Esta estrategia 2026-2030 se estructura alrededor de tres pilares principales:

  • Proteger.

  • Empoderar.

  • Involucrar a la sociedad.

Algunas de las líneas de acción más destacadas previstas incluyen:

  • Lucha contra el odio y la violencia, tanto en línea como en el mundo real.

  • Prohibición o restricción de las llamadas “prácticas de conversión” (conversion practices) que buscan cambiar la identidad sexual o de género de una persona. 

  • Cooperación más estrecha con la sociedad civil, para asegurar que el diseño e implementación de políticas sea inclusivo y responda a las realidades de las personas LGBTIQ. 

  • Apoyo legal y derechos en situaciones transfronterizas, por ejemplo en el reconocimiento de familias, en migración o protección internacional. 

  • Mejor seguimiento y medición del progreso, recogida de datos más sistemática sobre discriminación, desigualdades, efectos de políticas, etc. 

  • Dimensión externa / internacional, es decir, un rol más activo de la UE en la protección de derechos LGBTIQ fuera de sus fronteras mediante diplomacia, ayuda internacional o alianzas. 

Desafíos:

  1. Reducir desigualdades territoriales
    La descentralización del Estado supone un reto, pero también una oportunidad: es necesario impulsar una coordinación estatal sólida que garantice los mismos derechos LGBTIQ+ en todo el país, sin que dependan del código postal. La meta es una igualdad real y efectiva entre comunidades autónomas.

  2. Frenar retrocesos y resistencias conservadoras
    Ante los intentos de frenar los avances en derechos LGBTIQ+, es clave mantener una agenda de progreso basada en los derechos humanos, la evidencia científica y el respeto a la diversidad. La política debe ser valiente, pedagógica y firme frente a discursos de odio o desinformación.

  3. Dotar de recursos y estructuras estables
    Las leyes solo son transformadoras si cuentan con medios para aplicarse.
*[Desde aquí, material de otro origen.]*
//! Entry sources feeding an import.
//!
//! A source is shared by every phase-one worker, so implementations are
//! internally synchronised. Besides yielding entries, a source owns the
//! read / rejected / ignored counters and the reject callback.

use crate::entry::Entry;
use crate::error::CoreResult;
use parking_lot::Mutex;
use std::collections::VecDeque;
use std::sync::atomic::{AtomicU64, Ordering};
use tracing::{debug, warn};

/// A stream of entries to import.
pub trait EntrySource: Send + Sync {
    /// Returns the next entry, or `None` at end of stream.
    ///
    /// # Errors
    ///
    /// Returns an error if the underlying input fails. Malformed records
    /// are rejected and skipped instead.
    fn next_entry(&self) -> CoreResult<Option<Entry>>;

    /// Number of records read so far, including rejected ones.
    fn entries_read(&self) -> u64;

    /// Number of rejected records.
    fn entries_rejected(&self) -> u64;

    /// Number of entries skipped because no suffix wanted them.
    fn entries_ignored(&self) -> u64;

    /// Rejects an entry, recording why.
    fn reject(&self, entry: &Entry, reason: &str);

    /// Marks an entry as ignored.
    fn ignore(&self, entry: &Entry);
}

/// One rejected record.
#[derive(Debug, Clone, PartialEq, Eq)]
pub struct Rejection {
    /// DN of the record, or its position when it had no usable DN.
    pub dn: String,
    /// Why it was rejected.
    pub reason: String,
}

/// Counters and reject log shared by the source implementations.
#[derive(Debug, Default)]
pub struct SourceCounters {
    read: AtomicU64,
    rejected: AtomicU64,
    ignored: AtomicU64,
    rejections: Mutex<Vec<Rejection>>,
}

impl SourceCounters {
    /// Records a read.
    pub fn record_read(&self) {
        self.read.fetch_add(1, Ordering::Relaxed);
    }

    /// Records a rejection.
    pub fn record_rejection(&self, dn: String, reason: &str) {
        warn!(dn = %dn, reason, "entry rejected");
        self.rejected.fetch_add(1, Ordering::Relaxed);
        self.rejections.lock().push(Rejection {
            dn,
            reason: reason.to_string(),
        });
    }

    /// Records an ignored entry.
    pub fn record_ignored(&self, dn: String) {
        debug!(dn = %dn, "entry ignored");
        self.ignored.fetch_add(1, Ordering::Relaxed);
    }

    /// Returns the read counter.
    pub fn read(&self) -> u64 {
        self.read.load(Ordering::Relaxed)
    }

    /// Returns the rejected counter.
    pub fn rejected(&self) -> u64 {
        self.rejected.load(Ordering::Relaxed)
    }

    /// Returns the ignored counter.
    pub fn ignored(&self) -> u64 {
        self.ignored.load(Ordering::Relaxed)
    }

    /// Returns a copy of every rejection so far.
    pub fn rejections(&self) -> Vec<Rejection> {
        self.rejections.lock().clone()
    }
}

/// A source over a fixed list of entries.
#[derive(Debug, Default)]
pub struct MemorySource {
    entries: Mutex<VecDeque<Entry>>,
    counters: SourceCounters,
}

impl MemorySource {
    /// Creates a source yielding `entries` in order.
    #[must_use]
    pub fn new(entries: impl IntoIterator<Item = Entry>) -> Self {
        Self {
            entries: Mutex::new(entries.into_iter().collect()),
            counters: SourceCounters::default(),
        }
    }

    /// Returns every rejection so far.
    #[must_use]
    pub fn rejections(&self) -> Vec<Rejection> {
        self.counters.rejections()
    }
}

impl EntrySource for MemorySource {
    fn next_entry(&self) -> CoreResult<Option<Entry>> {
        let entry = self.entries.lock().pop_front();
        if entry.is_some() {
            self.counters.record_read();
        }
        Ok(entry)
    }

    fn entries_read(&self) -> u64 {
        self.counters.read()
    }

    fn entries_rejected(&self) -> u64 {
        self.counters.rejected()
    }

    fn entries_ignored(&self) -> u64 {
        self.counters.ignored()
    }

    fn reject(&self, entry: &Entry, reason: &str) {
        self.counters.record_rejection(entry.dn().to_string(), reason);
    }

    fn ignore(&self, entry: &Entry) {
        self.counters.record_ignored(entry.dn().to_string());
    }
}
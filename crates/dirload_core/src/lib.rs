//! # dirload core
//!
//! Two-phase bulk-load and index-rebuild engine for LDAP directory stores.
//!
//! An import never updates an index tree entry by entry. Instead:
//!
//! - **Phase one** reads entries, writes them to id2entry and buffers every
//!   index key they produce. Full buffers are sorted by a thread pool and
//!   appended as sorted runs to one scratch file per index stream.
//! - **Phase two** merges the runs of every scratch file with a k-way heap
//!   and writes each key once, with the merged set of entry ids.
//!
//! The DN stream additionally builds dn2id, id2children and id2subtree in
//! key order, so parents always precede their children.
//!
//! This crate provides:
//! - [`Importer`] for LDIF-style bulk loads, including append/replace and
//!   include/exclude branch migration
//! - [`IndexRebuilder`] for rebuilding some or all indexes of a suffix
//! - The collaborator traits in [`store`] and [`source`], with in-memory
//!   implementations for tests and embedders
//! - The memory planner in [`budget`]
//!
//! ## Example
//!
//! ```rust
//! use dirload_core::store::memory::MemoryRootContainer;
//! use dirload_core::{ImportConfig, Importer, LdifReader};
//! use std::sync::Arc;
//!
//! let root = Arc::new(MemoryRootContainer::new());
//! root.add_suffix("dc=example,dc=com", Vec::new())?;
//!
//! let ldif = "dn: dc=example,dc=com\nobjectClass: domain\n\n\
//!             dn: ou=people,dc=example,dc=com\nobjectClass: organizationalUnit\n";
//! let source = Arc::new(LdifReader::new(ldif.as_bytes()));
//!
//! let report = Importer::new(ImportConfig::new(), root).import(source)?;
//! assert_eq!(report.progress.imported, 2);
//! # Ok::<(), dirload_core::CoreError>(())
//! ```

#![deny(unsafe_code)]
#![warn(missing_docs)]

pub mod budget;
pub mod config;
mod context;
pub mod dn;
mod dn_cache;
pub mod entry;
pub mod error;
mod executor;
pub mod id_set;
mod importer;
pub mod index;
pub mod ldif;
mod manager;
mod migrate;
pub mod packed;
mod phase_one;
mod phase_two;
mod progress;
mod rebuild;
mod registry;
mod scratch;
pub mod source;
pub mod stats;
pub mod store;
mod suffix;
pub mod types;

pub use budget::{MemoryPlan, MergePlan, PlanRequest};
pub use config::{ImportConfig, RebuildConfig, RebuildMode, TuningConfig};
pub use context::CancelHandle;
pub use dn::{Dn, Rdn};
pub use dn_cache::fnv1a;
pub use entry::Entry;
pub use error::{CoreError, CoreResult};
pub use id_set::{EntryIdSet, ImportIdSet};
pub use importer::Importer;
pub use index::{AttributeIndexConfig, IndexKind};
pub use ldif::LdifReader;
pub use rebuild::IndexRebuilder;
pub use source::{EntrySource, MemorySource, Rejection};
pub use stats::{ImportProgress, ImportReport, ImportStats, ImportStatus};
pub use types::{EntryId, IndexId};
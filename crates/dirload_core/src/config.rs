//! Import and rebuild configuration.
//!
//! All thresholds the engine uses are exposed in [`TuningConfig`]; the
//! defaults are values that have worked well for multi-million entry loads.

use serde::{Deserialize, Serialize};
use std::path::PathBuf;
use std::time::Duration;

const KB: usize = 1024;
const MB: u64 = 1024 * 1024;

/// Tunable thresholds for memory planning and task batching.
#[derive(Debug, Clone, PartialEq, Eq, Serialize, Deserialize)]
#[serde(default)]
pub struct TuningConfig {
    /// Largest phase-one buffer.
    pub max_buffer_size: usize,
    /// Smallest phase-one buffer before the thread count is reduced.
    pub min_buffer_size: usize,
    /// Smallest phase-two read-ahead window.
    pub min_read_ahead_size: usize,
    /// Memory reserved per index for file I/O buffers.
    pub per_index_io_reserve: usize,
    /// Database cache size when memory is plentiful.
    pub max_db_cache_size: u64,
    /// Database cache size when memory is tight.
    pub min_db_cache_size: u64,
    /// Usable memory below which caches fall back to their minimum.
    pub min_db_cache_memory: u64,
    /// Heaps at or below this size get a smaller share for the import.
    pub small_heap_size: u64,
    /// Memory assumed to be left for everything but the import.
    pub minimum_available_memory: u64,
    /// Share of available memory given to the import, in percent.
    pub import_memory_percent: u64,
    /// Percentage points removed from the share on small heaps.
    pub small_heap_penalty_percent: u64,
    /// Percentage points removed from the share when rebuilding.
    pub rebuild_penalty_percent: u64,
    /// Extra queued buffers a scratch writer merges in one pass.
    pub drain_batch: usize,
    /// Parent entries accumulated per child/subtree map before flushing.
    pub dn_state_flush_threshold: usize,
    /// Phase-one buffers per index and worker thread.
    pub phase_one_buffers_per_thread: usize,
    /// Writer-side buffers per index.
    pub writer_buffers_per_index: usize,
    /// Merge threads planned for at first, even on fewer processors.
    pub phase_two_planned_threads: usize,
    /// Smallest phase-two merge pool.
    pub phase_two_min_threads: usize,
}

impl Default for TuningConfig {
    fn default() -> Self {
        Self {
            max_buffer_size: 2 * MB as usize,
            min_buffer_size: 4 * KB,
            min_read_ahead_size: 2 * KB,
            per_index_io_reserve: 8 * KB,
            max_db_cache_size: 8 * MB,
            min_db_cache_size: 4 * MB,
            min_db_cache_memory: 18 * MB,
            small_heap_size: 256 * MB,
            minimum_available_memory: 32 * MB,
            import_memory_percent: 90,
            small_heap_penalty_percent: 25,
            rebuild_penalty_percent: 15,
            drain_batch: 3,
            dn_state_flush_threshold: 64 * KB,
            phase_one_buffers_per_thread: 2,
            writer_buffers_per_index: 4,
            phase_two_planned_threads: 4,
            phase_two_min_threads: 2,
        }
    }
}

/// Configuration for one LDIF (or other entry stream) import.
#[derive(Debug, Clone, Serialize, Deserialize)]
#[serde(default)]
pub struct ImportConfig {
    /// Requested worker threads for phase one.
    pub thread_count: usize,
    /// Add to existing data instead of replacing it.
    pub append: bool,
    /// In append mode, replace entries that already exist.
    pub replace_existing: bool,
    /// Clear every suffix before loading, even with several base DNs.
    pub clear_backend: bool,
    /// Trust the source for parent existence and DN uniqueness.
    pub skip_dn_validation: bool,
    /// Only entries under these branches are loaded from the source.
    pub include_branches: Vec<String>,
    /// Entries under these branches are kept from the existing data.
    pub exclude_branches: Vec<String>,
    /// Directory for scratch files. `None` keeps scratch data in memory.
    pub scratch_dir: Option<PathBuf>,
    /// Identifier of the backend, used to name the scratch subdirectory.
    pub backend_id: String,
    /// Memory the import may plan with.
    pub available_memory: u64,
    /// Interval of progress log lines. `None` disables the reporter.
    pub progress_interval: Option<Duration>,
    /// Thresholds for planning and batching.
    pub tuning: TuningConfig,
}

impl Default for ImportConfig {
    fn default() -> Self {
        Self {
            thread_count: default_thread_count(),
            append: false,
            replace_existing: false,
            clear_backend: false,
            skip_dn_validation: false,
            include_branches: Vec::new(),
            exclude_branches: Vec::new(),
            scratch_dir: None,
            backend_id: "userRoot".to_string(),
            available_memory: 512 * MB,
            progress_interval: Some(Duration::from_secs(10)),
            tuning: TuningConfig::default(),
        }
    }
}

/// Twice the number of processors, as entry processing mostly waits on
/// buffer hand-offs rather than the CPU.
#[must_use]
pub fn default_thread_count() -> usize {
    (num_cpus::get() * 2).max(1)
}

impl ImportConfig {
    /// Creates a new configuration with default values.
    #[must_use]
    pub fn new() -> Self {
        Self::default()
    }

    /// Sets the requested phase-one thread count.
    #[must_use]
    pub const fn thread_count(mut self, threads: usize) -> Self {
        self.thread_count = threads;
        self
    }

    /// Sets append mode.
    #[must_use]
    pub const fn append(mut self, value: bool) -> Self {
        self.append = value;
        self
    }

    /// Sets whether existing entries are replaced in append mode.
    #[must_use]
    pub const fn replace_existing(mut self, value: bool) -> Self {
        self.replace_existing = value;
        self
    }

    /// Sets whether every suffix is cleared first.
    #[must_use]
    pub const fn clear_backend(mut self, value: bool) -> Self {
        self.clear_backend = value;
        self
    }

    /// Sets whether DN validation is skipped.
    #[must_use]
    pub const fn skip_dn_validation(mut self, value: bool) -> Self {
        self.skip_dn_validation = value;
        self
    }

    /// Adds an include branch.
    #[must_use]
    pub fn include_branch(mut self, dn: impl Into<String>) -> Self {
        self.include_branches.push(dn.into());
        self
    }

    /// Adds an exclude branch.
    #[must_use]
    pub fn exclude_branch(mut self, dn: impl Into<String>) -> Self {
        self.exclude_branches.push(dn.into());
        self
    }

    /// Sets the scratch directory.
    #[must_use]
    pub fn scratch_dir(mut self, dir: impl Into<PathBuf>) -> Self {
        self.scratch_dir = Some(dir.into());
        self
    }

    /// Sets the backend identifier.
    #[must_use]
    pub fn backend_id(mut self, id: impl Into<String>) -> Self {
        self.backend_id = id.into();
        self
    }

    /// Sets the memory available for planning.
    #[must_use]
    pub const fn available_memory(mut self, bytes: u64) -> Self {
        self.available_memory = bytes;
        self
    }

    /// Sets the progress interval.
    #[must_use]
    pub const fn progress_interval(mut self, interval: Option<Duration>) -> Self {
        self.progress_interval = interval;
        self
    }

    /// Replaces the tuning thresholds.
    #[must_use]
    pub fn tuning(mut self, tuning: TuningConfig) -> Self {
        self.tuning = tuning;
        self
    }
}

/// Which indexes a rebuild touches.
#[derive(Debug, Clone, PartialEq, Eq, Serialize, Deserialize)]
pub enum RebuildMode {
    /// Every index of the suffix, including dn2id and its derived trees.
    All,
    /// Only indexes currently marked untrusted.
    Degraded,
    /// The listed indexes: `dn2id`, `dn2uri`, `id2children`, `id2subtree`,
    /// `<attribute>` or `<attribute>.<kind>`.
    UserDefined(Vec<String>),
}

/// Configuration for rebuilding the indexes of one suffix.
#[derive(Debug, Clone, Serialize, Deserialize)]
pub struct RebuildConfig {
    /// Base DN of the suffix to rebuild.
    pub base_dn: String,
    /// Which indexes to rebuild.
    pub mode: RebuildMode,
    /// Only mark the selected indexes trusted again, without rebuilding.
    pub clear_degraded_state: bool,
    /// Requested worker threads for phase one.
    pub thread_count: usize,
    /// Directory for scratch files. `None` keeps scratch data in memory.
    pub scratch_dir: Option<PathBuf>,
    /// Memory the rebuild may plan with.
    pub available_memory: u64,
    /// How often progress is logged. `None` disables progress logging.
    pub progress_interval: Option<Duration>,
    /// Thresholds for planning and batching.
    pub tuning: TuningConfig,
}

impl RebuildConfig {
    /// Creates a configuration that rebuilds every index of `base_dn`.
    #[must_use]
    pub fn new(base_dn: impl Into<String>) -> Self {
        Self {
            base_dn: base_dn.into(),
            mode: RebuildMode::All,
            clear_degraded_state: false,
            thread_count: default_thread_count(),
            scratch_dir: None,
            available_memory: 512 * MB,
            progress_interval: None,
            tuning: TuningConfig::default(),
        }
    }

    /// Sets the rebuild mode.
    #[must_use]
    pub fn mode(mut self, mode: RebuildMode) -> Self {
        self.mode = mode;
        self
    }

    /// Sets whether only the degraded state is cleared.
    #[must_use]
    pub const fn clear_degraded_state(mut self, value: bool) -> Self {
        self.clear_degraded_state = value;
        self
    }

    /// Sets the requested phase-one thread count.
    #[must_use]
    pub const fn thread_count(mut self, threads: usize) -> Self {
        self.thread_count = threads;
        self
    }

    /// Sets the scratch directory.
    #[must_use]
    pub fn scratch_dir(mut self, dir: impl Into<PathBuf>) -> Self {
        self.scratch_dir = Some(dir.into());
        self
    }

    /// Sets the memory available for planning.
    #[must_use]
    pub const fn available_memory(mut self, bytes: u64) -> Self {
        self.available_memory = bytes;
        self
    }

    /// Sets the progress interval.
    #[must_use]
    pub const fn progress_interval(mut self, interval: Option<Duration>) -> Self {
        self.progress_interval = interval;
        self
    }

    /// Replaces the tuning thresholds.
    #[must_use]
    pub fn tuning(mut self, tuning: TuningConfig) -> Self {
        self.tuning = tuning;
        self
    }
}

#[cfg(test)]
mod tests {
    use super::*;

    #[test]
    fn default_config() {
        let config = ImportConfig::default();
        assert!(config.thread_count >= 1);
        assert!(!config.append);
        assert!(!config.skip_dn_validation);
        assert!(config.scratch_dir.is_none());
        assert_eq!(config.tuning.drain_batch, 3);
        assert_eq!(config.tuning.max_buffer_size, 2 * 1024 * 1024);
    }

    #[test]
    fn builder_pattern() {
        let config = ImportConfig::new()
            .thread_count(4)
            .append(true)
            .replace_existing(true)
            .include_branch("ou=people,dc=example,dc=com")
            .available_memory(64 * MB);

        assert_eq!(config.thread_count, 4);
        assert!(config.append && config.replace_existing);
        assert_eq!(config.include_branches.len(), 1);
        assert_eq!(config.available_memory, 64 * MB);
    }

    #[test]
    fn tuning_loads_from_partial_json() {
        let tuning: TuningConfig =
            serde_json::from_str(r#"{ "drain_batch": 8, "min_buffer_size": 1024 }"#).unwrap();
        assert_eq!(tuning.drain_batch, 8);
        assert_eq!(tuning.min_buffer_size, 1024);
        assert_eq!(tuning.max_buffer_size, TuningConfig::default().max_buffer_size);
    }

    #[test]
    fn rebuild_builder() {
        let config = RebuildConfig::new("dc=example,dc=com")
            .mode(RebuildMode::UserDefined(vec!["cn.equality".into()]))
            .thread_count(2);
        assert_eq!(config.thread_count, 2);
        assert!(matches!(config.mode, RebuildMode::UserDefined(ref list) if list.len() == 1));
    }
}
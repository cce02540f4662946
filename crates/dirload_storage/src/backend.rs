//! Scratch backend trait definition.

use crate::error::StorageResult;

/// A low-level byte store backing one scratch file.
///
/// Backends are written sequentially by a single owner during phase one and
/// then shared read-only by the phase-two merge cursors. All record framing
/// belongs to the caller.
///
/// # Invariants
///
/// - `append` returns the offset where data was written
/// - `read_at` and `read_into` return exactly the bytes previously appended
/// - Appended data is visible to reads even before `flush`
/// - After `discard`, every operation fails with [`crate::StorageError::Discarded`]
///
/// # Implementors
///
/// - [`super::InMemoryBackend`] - For testing
/// - [`super::FileBackend`] - For on-disk scratch directories
pub trait ScratchBackend: Send + Sync {
    /// Reads exactly `len` bytes starting at `offset`.
    ///
    /// # Errors
    ///
    /// Returns an error if the range extends beyond the current size or an
    /// I/O error occurs.
    fn read_at(&self, offset: u64, len: usize) -> StorageResult<Vec<u8>>;

    /// Reads up to `buf.len()` bytes starting at `offset` into `buf`.
    ///
    /// Returns the number of bytes read, which is smaller than `buf.len()`
    /// only when the end of storage is reached.
    ///
    /// # Errors
    ///
    /// Returns an error if `offset` is beyond the current size or an I/O
    /// error occurs.
    fn read_into(&self, offset: u64, buf: &mut [u8]) -> StorageResult<usize>;

    /// Appends data to the end of the storage.
    ///
    /// Returns the offset where the data was written.
    ///
    /// # Errors
    ///
    /// Returns an error if an I/O error occurs.
    fn append(&mut self, data: &[u8]) -> StorageResult<u64>;

    /// Pushes buffered writes down to the operating system.
    ///
    /// # Errors
    ///
    /// Returns an error if the flush operation fails.
    fn flush(&mut self) -> StorageResult<()>;

    /// Returns the current size of the storage in bytes.
    ///
    /// This is the offset where the next `append` will write.
    ///
    /// # Errors
    ///
    /// Returns an error if the size cannot be determined.
    fn size(&self) -> StorageResult<u64>;

    /// Syncs all data and metadata to durable storage.
    ///
    /// # Errors
    ///
    /// Returns an error if the sync operation fails.
    fn sync(&mut self) -> StorageResult<()>;

    /// Releases the storage and deletes whatever backs it.
    ///
    /// Discarding twice is a no-op.
    ///
    /// # Errors
    ///
    /// Returns an error if the underlying file cannot be removed.
    fn discard(&self) -> StorageResult<()>;
}
//! An attribute index bound to its destination trees.

use crate::error::CoreResult;
use crate::index::{AttributeIndexConfig, IndexKind};
use crate::store::IndexTree;
use std::collections::BTreeMap;
use std::fmt;
use std::sync::Arc;

/// The configured indexes of one attribute together with the trees that
/// receive their keys.
pub struct AttributeIndex {
    config: AttributeIndexConfig,
    trees: BTreeMap<IndexKind, Arc<dyn IndexTree>>,
}

impl AttributeIndex {
    /// Binds `config` to one tree per stream kind.
    ///
    /// Trees for kinds the configuration does not produce are ignored.
    #[must_use]
    pub fn new(config: AttributeIndexConfig, trees: BTreeMap<IndexKind, Arc<dyn IndexTree>>) -> Self {
        let kinds = config.stream_kinds();
        let trees = trees
            .into_iter()
            .filter(|(kind, _)| kinds.contains(kind))
            .collect();
        Self { config, trees }
    }

    /// Returns the configuration.
    #[must_use]
    pub fn config(&self) -> &AttributeIndexConfig {
        &self.config
    }

    /// Returns the lower-cased attribute type.
    #[must_use]
    pub fn attribute(&self) -> &str {
        &self.config.attribute
    }

    /// Returns the tree of one stream kind.
    #[must_use]
    pub fn tree(&self, kind: IndexKind) -> Option<&Arc<dyn IndexTree>> {
        self.trees.get(&kind)
    }

    /// Iterates over `(kind, tree)` pairs.
    pub fn trees(&self) -> impl Iterator<Item = (IndexKind, &Arc<dyn IndexTree>)> {
        self.trees.iter().map(|(kind, tree)| (*kind, tree))
    }

    /// Returns true if every tree is trusted.
    #[must_use]
    pub fn is_trusted(&self) -> bool {
        self.trees.values().all(|tree| tree.is_trusted())
    }

    /// Sets the trusted flag on every tree.
    ///
    /// # Errors
    ///
    /// Returns an error if a tree rejects the update.
    pub fn set_trusted(&self, trusted: bool) -> CoreResult<()> {
        for tree in self.trees.values() {
            tree.set_trusted(trusted)?;
        }
        Ok(())
    }
}

impl fmt::Debug for AttributeIndex {
    fn fmt(&self, f: &mut fmt::Formatter<'_>) -> fmt::Result {
        f.debug_struct("AttributeIndex")
            .field("attribute", &self.config.attribute)
            .field("kinds", &self.trees.keys().collect::<Vec<_>>())
            .finish()
    }
}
España debe invertir en formación, personal especializado y financiación estable para políticas LGBTIQ+, tanto a nivel estatal como autonómico y local. La igualdad necesita presupuesto, no solo principios.

  4. Producir y usar datos con enfoque de derechos
    La falta de datos desagregados impide ver las desigualdades reales. Es necesario crear sistemas de información inclusivos, que respeten la privacidad pero visibilicen las discriminaciones estructurales, orientando políticas públicas basadas en evidencias.

  5. Reforzar la alianza con la sociedad civil
    Las organizaciones LGBTIQ+ son el motor del cambio social. España debe consolidar un modelo de cogobernanza, donde la sociedad civil participe activamente en el diseño, seguimiento y evaluación de las políticas públicas, fortaleciendo su papel como agente social.

  6. Integrar la diversidad en todas las políticas públicas
    La igualdad LGBTIQ+ no debe limitarse a un ministerio: debe estar presente en educación, sanidad, empleo, cultura, justicia y cooperación. Un enfoque progresista apuesta por una transversalidad real de la diversidad en todas las áreas del Estado

En síntesis, el reto de España ante la Estrategia LGBTIQ+ 2026-2030 no es solo mantener los avances, sino profundizarlos y hacerlos irreversibles, construyendo un país más igualitario, diverso y libre.